* _YOUR INSTRUCTIONS_
Could you please retype all of the data below exactly?

[Data excerpts]
-=-=-

//! Benchmarks comparing nexus-bucket against the slab crate.
//!
//! Run with: cargo bench
//!
//! slab is pre-allocated; nexus-bucket grows and releases buckets as it goes,
//! so the churn groups include its allocation cost.

use criterion::{BenchmarkId, Criterion, Throughput, black_box, criterion_group, criterion_main};
use nexus_bucket::BucketStorage;
use rand::SeedableRng;
use rand::rngs::SmallRng;
use rand::seq::SliceRandom;

const COUNT: usize = 100_000;

// ============================================================================
// Insert
// ============================================================================

fn bench_insert(c: &mut Criterion) {
    let mut group = c.benchmark_group("insert");
    group.throughput(Throughput::Elements(COUNT as u64));

    for block in [16usize, 64, 256] {
        let mut storage = BucketStorage::<u64>::with_block_capacity(block);
        group.bench_with_input(BenchmarkId::new("nexus-bucket", block), &block, |b, _| {
            b.iter(|| {
                for i in 0..COUNT as u64 {
                    black_box(storage.insert(i));
                }
                storage.clear();
            });
        });
    }

    let mut slab_crate = slab::Slab::<u64>::with_capacity(COUNT);
    group.bench_function("slab", |b| {
        b.iter(|| {
            for i in 0..COUNT as u64 {
                black_box(slab_crate.insert(i));
            }
            slab_crate.clear();
        });
    });

    group.finish();
}

// ============================================================================
// Erase in random order
// ============================================================================

fn bench_erase_random(c: &mut Criterion) {
    let mut group = c.benchmark_group("erase_random");
    group.throughput(Throughput::Elements(COUNT as u64));

    let mut rng = SmallRng::seed_from_u64(0x5eed);
    let mut order: Vec<usize> = (0..COUNT).collect();
    order.shuffle(&mut rng);

    group.bench_function("nexus-bucket", |b| {
        b.iter_batched(
            || {
                let mut storage = BucketStorage::<u64>::new();
                let positions: Vec<_> = (0..COUNT as u64).map(|i| storage.insert(i)).collect();
                (storage, positions)
            },
            |(mut storage, positions)| {
                for &i in &order {
                    black_box(storage.erase(positions[i]));
                }
                storage
            },
            criterion::BatchSize::LargeInput,
        );
    });

    group.bench_function("slab", |b| {
        b.iter_batched(
            || {
                let mut slab = slab::Slab::<u64>::with_capacity(COUNT);
                let keys: Vec<_> = (0..COUNT as u64).map(|i| slab.insert(i)).collect();
                (slab, keys)
            },
            |(mut slab, keys)| {
                for &i in &order {
                    black_box(slab.remove(keys[i]));
                }
                slab
            },
            criterion::BatchSize::LargeInput,
        );
    });

    group.finish();
}

// ============================================================================
// Churn around a bucket boundary
// ============================================================================

fn bench_churn(c: &mut Criterion) {
    let mut group = c.benchmark_group("churn");
    group.throughput(Throughput::Elements(COUNT as u64));

    // One element short of a full bucket: every insert lands in the same
    // bucket and every erase leaves it non-empty.
    let mut steady = BucketStorage::<u64>::with_block_capacity(64);
    steady.extend(0..62);
    group.bench_function("nexus-bucket/steady", |b| {
        b.iter(|| {
            for i in 0..COUNT as u64 {
                let pos = steady.insert(i);
                black_box(steady.erase(pos));
            }
        });
    });

    // Empty storage: every insert allocates a bucket, every erase frees it.
    let mut boundary = BucketStorage::<u64>::with_block_capacity(64);
    group.bench_function("nexus-bucket/boundary", |b| {
        b.iter(|| {
            for i in 0..COUNT as u64 {
                let pos = boundary.insert(i);
                black_box(boundary.erase(pos));
            }
        });
    });

    let mut slab_crate = slab::Slab::<u64>::with_capacity(64);
    group.bench_function("slab", |b| {
        b.iter(|| {
            for i in 0..COUNT as u64 {
                let key = slab_crate.insert(i);
                black_box(slab_crate.remove(key));
            }
        });
    });

    group.finish();
}

// ============================================================================
// Iterate
// ============================================================================

fn bench_iterate(c: &mut Criterion) {
    let mut group = c.benchmark_group("iterate");
    group.throughput(Throughput::Elements(COUNT as u64 / 2));

    // Half the elements erased, leaving holes in every bucket.
    let mut storage = BucketStorage::<u64>::new();
    let positions: Vec<_> = (0..COUNT as u64).map(|i| storage.insert(i)).collect();
    for pos in positions.into_iter().step_by(2) {
        storage.erase(pos);
    }

    let mut slab_crate = slab::Slab::<u64>::with_capacity(COUNT);
    let keys: Vec<_> = (0..COUNT as u64).map(|i| slab_crate.insert(i)).collect();
    for key in keys.into_iter().step_by(2) {
        slab_crate.remove(key);
    }

    group.bench_function("nexus-bucket", |b| {
        b.iter(|| black_box(storage.iter().sum::<u64>()));
    });

    group.bench_function("slab", |b| {
        b.iter(|| black_box(slab_crate.iter().map(|(_, v)| *v).sum::<u64>()));
    });

    group.finish();
}

criterion_group!(
    benches,
    bench_insert,
    bench_erase_random,
    bench_churn,
    bench_iterate,
);
criterion_main!(benches);
pub use error::{AllocError, ConfigError, InsertError, Rejected};
pub use iter::{Cursor, Drain, IntoIter, Iter, IterMut, Positions};
pub use position::Position;

/// Slots per bucket when none is configured.
pub const DEFAULT_BLOCK_CAPACITY: usize = 64;

/// Largest supported block capacity (slot indices are 32-bit).
pub const MAX_BLOCK_CAPACITY: usize = u32::MAX as usize;

// =============================================================================
// Builder
// =============================================================================

/// Builder for [`BucketStorage`].
///
/// ```
/// use nexus_bucket::{BucketStorage, BucketStorageBuilder};
///
/// let storage: BucketStorage<u64> = BucketStorageBuilder::default()
///     .block_capacity(16)
///     .build()
///     .unwrap();
/// assert_eq!(storage.block_capacity(), 16);
/// assert_eq!(storage.capacity(), 0); // nothing allocated yet
/// ```
#[derive(Clone, Debug)]
pub struct BucketStorageBuilder {
    block_capacity: usize,
}

impl Default for BucketStorageBuilder {
    fn default() -> Self {
        Self {
            block_capacity: DEFAULT_BLOCK_CAPACITY,
        }
    }
}

impl BucketStorageBuilder {
    /// Number of slots in every bucket. Default: 64.
    pub fn block_capacity(mut self, slots: usize) -> Self {
        self.block_capacity = slots;
        self
    }

    /// Build an empty storage. Allocates nothing.
    pub fn build<T>(self) -> Result<BucketStorage<T>, ConfigError> {
        if self.block_capacity == 0 {
            return Err(ConfigError::ZeroBlockCapacity);
        }
        if self.block_capacity > MAX_BLOCK_CAPACITY {
            return Err(ConfigError::BlockCapacityTooLarge {
                requested: self.block_capacity,
                max: MAX_BLOCK_CAPACITY,
            });
        }
        Ok(BucketStorage::empty(self.block_capacity as u32))
    }
}

// =============================================================================
// BucketStorage
// =============================================================================

/// Container storing elements in fixed-size buckets, iterated in insertion
/// order through stable [`Position`]s.
///
/// See the [crate docs](crate) for the allocation policy.
pub struct BucketStorage<T> {
    buckets: Buckets<T>,
    registry: Registry,
    chain: Chain,
    capacity: usize,
    block_capacity: u32,
    /// Timestamp for the next insert.
    clock: u64,
}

-=-=-

* _EXERCISE RESPONSE_
//! Benchmarks comparing nexus-bucket against the slab crate.
//!
//! Run with: cargo bench
//!
//! slab is pre-allocated; nexus-bucket grows and releases buckets as it goes,
//! so the churn groups include its allocation cost.

use criterion::{BenchmarkId, Criterion, Throughput, black_box, criterion_group, criterion_main};
use nexus_bucket::BucketStorage;
use rand::SeedableRng;
use rand::rngs::SmallRng;
use rand::seq::SliceRandom;

const COUNT: usize = 100_000;

// ============================================================================
// Insert
// ============================================================================

fn bench_insert(c: &mut Criterion) {
    let mut group = c.benchmark_group("insert");
    group.throughput(Throughput::Elements(COUNT as u64));

    for block in [16usize, 64, 256] {
        let mut storage = BucketStorage::<u64>::with_block_capacity(block);
        group.bench_with_input(BenchmarkId::new("nexus-bucket", block), &block, |b, _| {
            b.iter(|| {
                for i in 0..COUNT as u64 {
                    black_box(storage.insert(i));
                }
                storage.clear();
            });
        });
    }

    let mut slab_crate = slab::Slab::<u64>::with_capacity(COUNT);
    group.bench_function("slab", |b| {
        b.iter(|| {
            for i in 0..COUNT as u64 {
                black_box(slab_crate.insert(i));
            }
            slab_crate.clear();
        });
    });

    group.finish();
}

// ============================================================================
// Erase in random order
// ============================================================================

fn bench_erase_random(c: &mut Criterion) {
    let mut group = c.benchmark_group("erase_random");
    group.throughput(Throughput::Elements(COUNT as u64));

    let mut rng = SmallRng::seed_from_u64(0x5eed);
    let mut order: Vec<usize> = (0..COUNT).collect();
    order.shuffle(&mut rng);

    group.bench_function("nexus-bucket", |b| {
        b.iter_batched(
            || {
                let mut storage = BucketStorage::<u64>::new();
                let positions: Vec<_> = (0..COUNT as u64).map(|i| storage.insert(i)).collect();
                (storage, positions)
            },
            |(mut storage, positions)| {
                for &i in &order {
                    black_box(storage.erase(positions[i]));
                }
                storage
            },
            criterion::BatchSize::LargeInput,
        );
    });

    group.bench_function("slab", |b| {
        b.iter_batched(
            || {
                let mut slab = slab::Slab::<u64>::with_capacity(COUNT);
                let keys: Vec<_> = (0..COUNT as u64).map(|i| slab.insert(i)).collect();
                (slab, keys)
            },
            |(mut slab, keys)| {
                for &i in &order {
                    black_box(slab.remove(keys[i]));
                }
                slab
            },
            criterion::BatchSize::LargeInput,
        );
    });

    group.finish();
}

// ============================================================================
// Churn around a bucket boundary
// ============================================================================

fn bench_churn(c: &mut Criterion) {
    let mut group = c.benchmark_group("churn");
    group.throughput(Throughput::Elements(COUNT as u64));

    // One element short of a full bucket: every insert lands in the same
    // bucket and every erase leaves it non-empty.
    let mut steady = BucketStorage::<u64>::with_block_capacity(64);
    steady.extend(0..62);
    group.bench_function("nexus-bucket/steady", |b| {
        b.iter(|| {
            for i in 0..COUNT as u64 {
                let pos = steady.insert(i);
                black_box(steady.erase(pos));
            }
        });
    });

    // Empty storage: every insert allocates a bucket, every erase frees it.
    let mut boundary = BucketStorage::<u64>::with_block_capacity(64);
    group.bench_function("nexus-bucket/boundary", |b| {
        b.iter(|| {
            for i in 0..COUNT as u64 {
                let pos = boundary.insert(i);
                black_box(boundary.erase(pos));
            }
        });
    });

    let mut slab_crate = slab::Slab::<u64>::with_capacity(64);
    group.bench_function("slab", |b| {
        b.iter(|| {
            for i in 0..COUNT as u64 {
                let key = slab_crate.insert(i);
                black_box(slab_crate.remove(key));
            }
        });
    });

    group.finish();
}

// ============================================================================
// Iterate
// ============================================================================

fn bench_iterate(c: &mut Criterion) {
    let mut group = c.benchmark_group("iterate");
    group.throughput(Throughput::Elements(COUNT as u64 / 2));

    // Half the elements erased, leaving holes in every bucket.
    let mut storage = BucketStorage::<u64>::new();
    let positions: Vec<_> = (0..COUNT as u64).map(|i| storage.insert(i)).collect();
    for pos in positions.into_iter().step_by(2) {
        storage.erase(pos);
    }

    let mut slab_crate = slab::Slab::<u64>::with_capacity(COUNT);
    let keys: Vec<_> = (0..COUNT as u64).map(|i| slab_crate.insert(i)).collect();
    for key in keys.into_iter().step_by(2) {
        slab_crate.remove(key);
    }

    group.bench_function("nexus-bucket", |b| {
        b.iter(|| black_box(storage.iter().sum::<u64>()));
    });

    group.bench_function("slab", |b| {
        b.iter(|| black_box(slab_crate.iter().map(|(_, v)| *v).sum::<u64>()));
    });

    group.finish();
}

criterion_group!(
    benches,
    bench_insert,
    bench_erase_random,
    bench_churn,
    bench_iterate,
);
criterion_main!(benches);
pub use error::{AllocError, ConfigError, InsertError, Rejected};
pub use iter::{Cursor, Drain, IntoIter, Iter, IterMut, Positions};
pub use position::Position;

/// Slots per bucket when none is configured.
pub const DEFAULT_BLOCK_CAPACITY: usize = 64;

/// Largest supported block capacity (slot indices are 32-bit).
pub const MAX_BLOCK_CAPACITY: usize = u32::MAX as usize;

// =============================================================================
// Builder
// =============================================================================

/// Builder for [`BucketStorage`].
///
/// ```
/// use nexus_bucket::{BucketStorage, BucketStorageBuilder};
///
/// let storage: BucketStorage<u64> = BucketStorageBuilder::default()
///     .block_capacity(16)
///     .build()
///     .unwrap();
/// assert_eq!(storage.block_capacity(), 16);
/// assert_eq!(storage.capacity(), 0); // nothing allocated yet
/// ```
#[derive(Clone, Debug)]
pub struct BucketStorageBuilder {
    block_capacity: usize,
}

impl Default for BucketStorageBuilder {
    fn default() -> Self {
        Self {
            block_capacity: DEFAULT_BLOCK_CAPACITY,
        }
    }
}

impl BucketStorageBuilder {
    /// Number of slots in every bucket. Default: 64.
    pub fn block_capacity(mut self, slots: usize) -> Self {
        self.block_capacity = slots;
        self
    }

    /// Build an empty storage. Allocates nothing.
    pub fn build<T>(self) -> Result<BucketStorage<T>, ConfigError> {
        if self.block_capacity == 0 {
            return Err(ConfigError::ZeroBlockCapacity);
        }
        if self.block_capacity > MAX_BLOCK_CAPACITY {
            return Err(ConfigError::BlockCapacityTooLarge {
                requested: self.block_capacity,
                max: MAX_BLOCK_CAPACITY,
            });
        }
        Ok(BucketStorage::empty(self.block_capacity as u32))
    }
}

// =============================================================================
// BucketStorage
// =============================================================================

/// Container storing elements in fixed-size buckets, iterated in insertion
/// order through stable [`Position`]s.
///
/// See the [crate docs](crate) for the allocation policy.
pub struct BucketStorage<T> {
    buckets: Buckets<T>,
    registry: Registry,
    chain: Chain,
    capacity: usize,
    block_capacity: u32,
    /// Timestamp for the next insert.
    clock: u64,
}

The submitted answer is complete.